Sénégal : le président Faye écarte Sonko et dissout le gouvernement

Sénégal : le président Faye écarte Sonko et dissout le gouvernement

Le président sénégalais Bassirou Diomaye Faye a opéré un remaniement majeur ce vendredi, mettant fin aux fonctions du Premier ministre Ousmane Sonko et dissolvant l’ensemble du gouvernement. Cette décision intervient après plusieurs mois de frictions, accentuant la crise politique dans ce pays d’Afrique de l’Ouest déjà confronté à une lourde dette.

L’annonce, surprenante pour beaucoup, a été diffusée sur la chaîne de télévision nationale. C’est Oumar Samba Ba, conseiller du président, qui a lu le décret précisant que Monsieur Faye « a mis fin aux fonctions d’Ousmane Sonko… et, par conséquent, à celles des ministres et secrétaires d’État membres du gouvernement ».

Le Sénégal se trouve dans une situation politique singulière : le chef de l’État doit en grande partie son accession au pouvoir à son ancien mentor, Ousmane Sonko. Ce dernier aurait très probablement brigué la présidence si une condamnation pour diffamation ne l’avait pas écarté de la course électorale.

Les relations entre Bassirou Diomaye Faye et la figure charismatique d’Ousmane Sonko se sont nettement dégradées au cours des derniers mois, malgré leur alliance passée.

Leur formation politique, le Pastef, avait remporté de manière éclatante le premier tour des élections de mars 2024. Leur programme ambitieux promettait une refonte politique profonde, avec un engagement ferme à combattre la corruption et la mauvaise gestion des affaires publiques qui, selon eux, minaient le pays.

Toutefois, en dépit de l’immense popularité d’Ousmane Sonko, c’est Bassirou Diomaye Faye qui détient l’intégralité du pouvoir présidentiel, lui permettant ainsi de révoquer son chef de gouvernement par simple décret, sans autre formalité.

Avant le scrutin présidentiel de 2024, Ousmane Sonko avait su galvaniser la jeunesse sénégalaise, souvent désabusée par la politique traditionnelle, suscitant un véritable engouement autour de sa personne.

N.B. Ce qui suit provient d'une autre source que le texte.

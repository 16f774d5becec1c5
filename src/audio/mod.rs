// Audio module - WAV decoding and buffer format mapping

pub mod format;
pub mod wav;

// Re-export commonly used types for convenience
pub use format::{map_format, BufferFormat};
pub use wav::{decode_wav, decode_wav_bytes, DecodedWav, SampleEncoding, WavInfo};
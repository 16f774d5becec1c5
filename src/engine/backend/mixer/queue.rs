// Mixer queues - lock-free SPSC channels between control and render threads
//
// Two rtrb ring buffers connect the control side (MixerBackend) with the
// renderer (Mixer):
// - COMMAND_QUEUE: control thread pushes source changes, renderer applies them
// - EVENT_QUEUE: renderer reports finished voices and hands back buffers it
//   no longer references, so their memory is freed off the render thread
//
// The renderer never blocks: it drains whatever commands are queued at the
// start of each block and drops events if the control side is not keeping up.

use std::sync::Arc;

use glam::Vec3;
use rtrb::{Consumer, Producer};

use super::pcm::PcmBuffer;
use crate::engine::backend::SourceId;

/// Per-voice parameters the renderer mixes with.
#[derive(Debug, Clone, Copy, PartialEq)]
pub struct VoiceParams {
    pub pitch: f32,
    pub gain: f32,
    pub position: Vec3,
    pub looping: bool,
}

impl Default for VoiceParams {
    fn default() -> Self {
        Self {
            pitch: 1.0,
            gain: 1.0,
            position: Vec3::ZERO,
            looping: false,
        }
    }
}

/// Control → render messages
pub(crate) enum MixerCommand {
    AddVoice {
        source: SourceId,
    },
    RemoveVoice {
        source: SourceId,
    },
    SetBuffer {
        source: SourceId,
        buffer: Option<Arc<PcmBuffer>>,
    },
    SetParams {
        source: SourceId,
        params: VoiceParams,
    },
    /// `generation` tags this playback so stale finish events can be told apart
    Play {
        source: SourceId,
        generation: u64,
    },
    Pause {
        source: SourceId,
    },
    Stop {
        source: SourceId,
    },
}

impl MixerCommand {
    pub fn source(&self) -> SourceId {
        match *self {
            MixerCommand::AddVoice { source }
            | MixerCommand::RemoveVoice { source }
            | MixerCommand::SetBuffer { source, .. }
            | MixerCommand::SetParams { source, .. }
            | MixerCommand::Play { source, .. }
            | MixerCommand::Pause { source }
            | MixerCommand::Stop { source } => source,
        }
    }
}

/// Render → control messages
pub(crate) enum MixerEvent {
    Finished { source: SourceId, generation: u64 },
    Retired(Arc<PcmBuffer>),
}

/// Split queue endpoints, one pair per direction
pub(crate) struct MixerChannels {
    pub command_producer: Producer<MixerCommand>,
    pub command_consumer: Consumer<MixerCommand>,
    pub event_producer: Producer<MixerEvent>,
    pub event_consumer: Consumer<MixerEvent>,
}

impl MixerChannels {
    /// # Panics
    /// Panics if either capacity is 0
    pub fn new(command_capacity: usize, event_capacity: usize) -> Self {
        assert!(command_capacity > 0, "command_capacity must be greater than 0");
        assert!(event_capacity > 0, "event_capacity must be greater than 0");

        let (command_producer, command_consumer) = rtrb::RingBuffer::new(command_capacity);
        let (event_producer, event_consumer) = rtrb::RingBuffer::new(event_capacity);

        Self {
            command_producer,
            command_consumer,
            event_producer,
            event_consumer,
        }
    }
}
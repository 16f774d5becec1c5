//! Sound handles and spatial sources built on an [`AudioBackend`].
//!
//! [`AudioBackend`]: crate::engine::backend::AudioBackend

mod handle;
mod resource;
pub mod spatial;

pub use handle::Sound;
pub use spatial::{
    create_spatial_source, create_spatial_source_with_config, to_backend_position, SpatialSource,
};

Son discours, imprégné d’une rhétorique panafricaniste et d’une position ferme vis-à-vis de l’ancienne puissance coloniale, la France, avait trouvé un écho particulièrement fort auprès de cette frange de la population.

Lors d’une allocution passionnée devant les militants de son parti, le Pastef, au début du mois de juillet, Ousmane Sonko avait directement critiqué le « manque de leadership » de Bassirou Diomaye Faye, lui reprochant de ne pas l’avoir suffisamment appuyé face à ses nombreux détracteurs.